Francesco explicó: “aunque la ciudad decidió eliminar el cementerio judío para hacer un parking, alguien pensó que podría ser una buena idea dejar una tumba en el lugar. Esta es la única tumba judía que queda en Sevilla”.

Wow.

Pensé sobre esa tumba solitaria durante días y semanas.

Pensé en lo extraño que me sentí en ese parking, viendo el único fragmento que queda del antiguo cementerio judío de Sevilla. Y mientras los coches entraban y salían, el olvido de los conductores al conducir a través de un cementerio me chirriaba.

Pensé en el alivio de haberlo visto. De saber que al final había encontrado algo tangible en el pasado judío de Sevilla. Algo real, más que un eco que tuviera que reconstruir en mi mente.

Pensé en lo triste que era. Fue un sentimiento desgarrador, saber que el único elemento que quedaba de los miles de años de historia judía en Sevilla era una sola tumba, metida dentro de un parking subterráneo, sin carteles ni distinciones.

Pensé en lo emocionante que es que incluso 800 años de guerras, inquisiciones, expulsiones, no habían sido capaces de acabar con todo lo judío que había en Sevilla. Como ni siquiera importa que halla sido cubierto o reconstruido, porque la historia y las historias están todavía ahí, y siempre estarán. Sólo necesitas saber dónde y cómo mirar.

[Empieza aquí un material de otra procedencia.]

impl DataProvider for StaticTables {
    fn tower_stats(&self, kind: TowerKind) -> TowerStats {
        self.towers
            .get(&kind)
            .copied()
            .unwrap_or(TowerStats::FALLBACK)
    }

    fn monster_stats(&self, monster_id: u32, wave_index: u32) -> EnemyStats {
        let scale = wave_index.max(1);
        match self.monsters.get(&monster_id) {
            Some(row) => EnemyStats {
                health: row.health * scale as f32,
                speed: row.speed,
                attack: row.attack * scale as f32,
                gold: row.gold.saturating_mul(scale),
            },
            None => EnemyStats {
                health: 100.0 * scale as f32,
                speed: 2.0,
                attack: 10.0 * scale as f32,
                gold: 10u32.saturating_mul(scale),
            },
        }
    }

    fn boss_stats(&self, boss_id: u32, wave_index: u32) -> EnemyStats {
        let scale = wave_index.max(1);
        self.bosses
            .get(&boss_id)
            .copied()
            .unwrap_or(EnemyStats {
                health: 500.0 * scale as f32,
                speed: 1.5,
                attack: 50.0 * scale as f32,
                gold: 100u32.saturating_mul(scale),
            })
    }

    fn wave_record(&self, arena: ArenaType, wave_index: u32) -> WaveRecord {
        self.waves
            .get(&(arena, wave_index))
            .copied()
            .unwrap_or(WaveRecord::fallback(wave_index))
    }

    fn summon_cost(&self, summon_count: u32) -> u32 {
        let summon = summon_count.saturating_add(1);
        self.summon_costs
            .get(&summon)
            .copied()
            .unwrap_or_else(|| summon_count.saturating_mul(10).saturating_add(10))
    }

    fn starting_gold(&self) -> u32 {
        self.starting_gold.unwrap_or(FALLBACK_STARTING_GOLD)
    }

    fn max_wave_index(&self, arena: ArenaType) -> u32 {
        self.waves
            .range((arena, 0)..=(arena, u32::MAX))
            .next_back()
            .map_or(0, |((_, index), _)| *index)
    }
}

fn enemy(health: f32, speed: f32, attack: f32, gold: u32) -> EnemyStats {
    EnemyStats {
        health,
        speed,
        attack,
        gold,
    }
}

fn boss_wave(wave_index: u32, secs: u64, monster_id: u32, boss_id: u32) -> WaveRecord {
    WaveRecord {
        wave_index,
        duration: Duration::from_secs(secs),
        monster_id,
        boss_id,
        is_boss: true,
    }
}

fn duplicate(table: &'static str, key: impl ToString) -> TableError {
    TableError::DuplicateRow {
        table,
        key: key.to_string(),
    }
}

/// Strictly positive seconds that fit in a [`Duration`].
fn positive_duration(seconds: f32) -> Option<Duration> {
    Duration::try_from_secs_f32(seconds)
        .ok()
        .filter(|duration| !duration.is_zero())
}

#[derive(Debug, Deserialize)]
#[serde(deny_unknown_fields)]
struct TablesDocument {
    version: u32,
    #[serde(default)]
    starting_gold: Option<u32>,
    #[serde(default)]
    towers: Vec<TowerRow>,
    #[serde(default)]
    monsters: Vec<EnemyRow>,
    #[serde(default)]
    bosses: Vec<EnemyRow>,
    #[serde(default)]
    waves: Vec<WaveRow>,
    #[serde(default)]
    summon_costs: Vec<SummonCostRow>,
}

#[derive(Debug, Deserialize)]
#[serde(deny_unknown_fields)]
struct TowerRow {
    id: u8,
    attack: f32,
    attack_interval: f32,
    range: f32,
    #[serde(default = "default_target_code")]
    target: u8,
    crit_rate: f32,
    crit_damage: f32,
}

fn default_target_code() -> u8 {
    TargetType::Nearest.code()
}

#[derive(Debug, Deserialize)]
#[serde(deny_unknown_fields)]
struct EnemyRow {
    id: u32,
    health: f32,
    speed: f32,
    attack: f32,
    gold: u32,
}

impl EnemyRow {
    fn stats(&self) -> EnemyStats {
        enemy(self.health, self.speed, self.attack, self.gold)
    }
}

#[derive(Debug, Deserialize)]
#[serde(deny_unknown_fields)]
struct WaveRow {
    arena: ArenaType,
    index: u32,
    duration: f32,
    monster: u32,
    #[serde(default)]
    boss: u32,
    #[serde(default)]
    is_boss: bool,
}

#[derive(Debug, Deserialize)]
#[serde(deny_unknown_fields)]
struct SummonCostRow {
    summon: u32,
    cost: u32,
}

#[cfg(test)]
mod tests {
    use super::*;

    fn kind(id: u8) -> TowerKind {
        TowerKind::new(id).expect("valid tower kind")
    }

    #[test]
    fn empty_tables_resolve_every_lookup_to_fallbacks() {
        let tables = StaticTables::empty();

        assert_eq!(tables.tower_stats(kind(3)), TowerStats::FALLBACK);
        assert_eq!(tables.starting_gold(), 100);
        assert_eq!(tables.max_wave_index(ArenaType::Normal), 0);
        assert_eq!(tables.wave_record(ArenaType::Hell, 4), WaveRecord::fallback(4));
        assert_eq!(tables.summon_cost(0), 10);
        assert_eq!(tables.summon_cost(7), 80);

        let monster = tables.monster_stats(99, 3);
        assert!((monster.health - 300.0).abs() < f32::EPSILON);
        assert!((monster.speed - 2.0).abs() < f32::EPSILON);
        assert_eq!(monster.gold, 30);

        let boss = tables.boss_stats(99, 2);
        assert!((boss.health - 1_000.0).abs() < f32::EPSILON);
        assert!((boss.speed - 1.5).abs() < f32::EPSILON);
        assert_eq!(boss.gold, 200);
    }

    #[test]
    fn table_monsters_scale_with_wave_but_bosses_do_not() {
        let tables = StaticTables::standard();

        let monster = tables.monster_stats(1, 4);
        assert!((monster.health - 480.0).abs() < f32::EPSILON);
        assert!((monster.speed - 1.5).abs() < f32::EPSILON);
        assert_eq!(monster.gold, 8);

        let boss = tables.boss_stats(101, 5);
        assert!((boss.health - 6_000.0).abs() < f32::EPSILON);
    }

    #[test]
    fn max_wave_index_reads_the_highest_row_of_the_arena() {
        let tables = StaticTables::standard();
        assert_eq!(tables.max_wave_index(ArenaType::Normal), 10);
        assert_eq!(tables.max_wave_index(ArenaType::Hard), 10);
        assert_eq!(tables.max_wave_index(ArenaType::Demon), 0);
        assert!(tables.wave_record(ArenaType::Normal, 10).is_boss);
    }

    #[test]
    fn summon_table_takes_precedence_over_the_linear_fallback() {
        let tables = StaticTables::standard();
        assert_eq!(tables.summon_cost(0), 20);
        assert_eq!(tables.summon_cost(9), 38);
        assert_eq!(tables.summon_cost(10), 110);
    }

    #[test]
    fn bundled_document_matches_built_in_tables() {
        let contents = include_str!("../tables/standard.toml");
        let parsed = StaticTables::from_toml_str(contents).expect("bundled tables parse");
        assert_eq!(parsed, StaticTables::standard());
    }

    #[test]
    fn unknown_target_codes_fall_back_to_nearest() {
        let document = r#"
            version = 1

            [[towers]]
            id = 2
            attack = 10.0
            attack_interval = 0.5
            range = 2.0
            target = 9
            crit_rate = 0.0
            crit_damage = 100.0
        "#;
        let tables = StaticTables::from_toml_str(document).expect("document parses");
        assert_eq!(tables.tower_stats(kind(2)).target, TargetType::Nearest);
    }

    #[test]
    fn rejects_unsupported_versions() {
        let result = StaticTables::from_toml_str("version = 2");
        assert!(matches!(
            result,
            Err(TableError::UnsupportedVersion { found: 2 })
        ));
    }

    #[test]
    fn rejects_duplicate_waves() {
        let document = r#"
            version = 1

            [[waves]]
            arena = "Normal"
            index = 1
            duration = 10.0
            monster = 1

            [[waves]]
            arena = "Normal"
            index = 1
            duration = 12.0
            monster = 2
        "#;
        let result = StaticTables::from_toml_str(document);
        assert!(
            matches!(result, Err(TableError::DuplicateRow { table: "waves", .. })),
            "duplicate wave rows must be rejected: {result:?}"
        );
    }

    #[test]
    fn rejects_invalid_tower_kinds() {
        let document = r#"
            version = 1

            [[towers]]
            id = 9
            attack = 10.0
            attack_interval = 1.0
            range = 2.0
            crit_rate = 0.0
            crit_damage = 100.0
        "#;
        assert!(matches!(
            StaticTables::from_toml_str(document),
            Err(TableError::InvalidTowerKind(9))
        ));
    }

    #[test]
    fn rejects_wave_durations_too_long_to_represent() {
        let document = r#"
            version = 1

            [[waves]]
            arena = "Hard"
            index = 3
            duration = 1e30
            monster = 1
        "#;
        let result = StaticTables::from_toml_str(document);
        assert!(
            matches!(
                result,
                Err(TableError::InvalidValue {
                    table: "waves",
                    field: "duration",
                    ..
                })
            ),
            "oversized durations must be rejected: {result:?}"
        );
    }

    #[test]
    fn rejects_attack_intervals_that_are_not_positive_durations() {
        for interval in ["1e30", "0.0", "-1.0", "nan"] {
            let document = format!(
                r#"
                version = 1

                [[towers]]
                id = 4
                attack = 10.0
                attack_interval = {interval}
                range = 2.0
                crit_rate = 0.0
                crit_damage = 100.0
                "#
            );
            let result = StaticTables::from_toml_str(&document);
            assert!(
                matches!(
                    result,
                    Err(TableError::InvalidValue {
                        table: "towers",
                        field: "attack_interval",
                        ..
                    })
                ),
                "attack_interval = {interval} must be rejected: {result:?}"
            );
        }
    }

    #[test]
    fn missing_files_report_their_path() {
        let error = StaticTables::load("does/not/exist.toml").expect_err("missing file");
        assert!(error.to_string().contains("does/not/exist.toml"));
    }
}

Pero sobre todo pensé en lo raro y maravilloso que el mundo de los viajes puede ser a veces. De todas las cosas que se pueden ver y hacer en Sevilla, sentí la necesidad de buscar los vestigios del pasado judío en la ciudad. Ese viaje me llevó frente a una solitaria tumba judía: antigua, olvidada y sola en el más inesperado de los escenarios. Una polvorienta pila de piedras en un parking subterráneo, y aún así, sentí una conexión emocional.

¿Qué puedo decir? A veces, ser judío es difícil de explicar.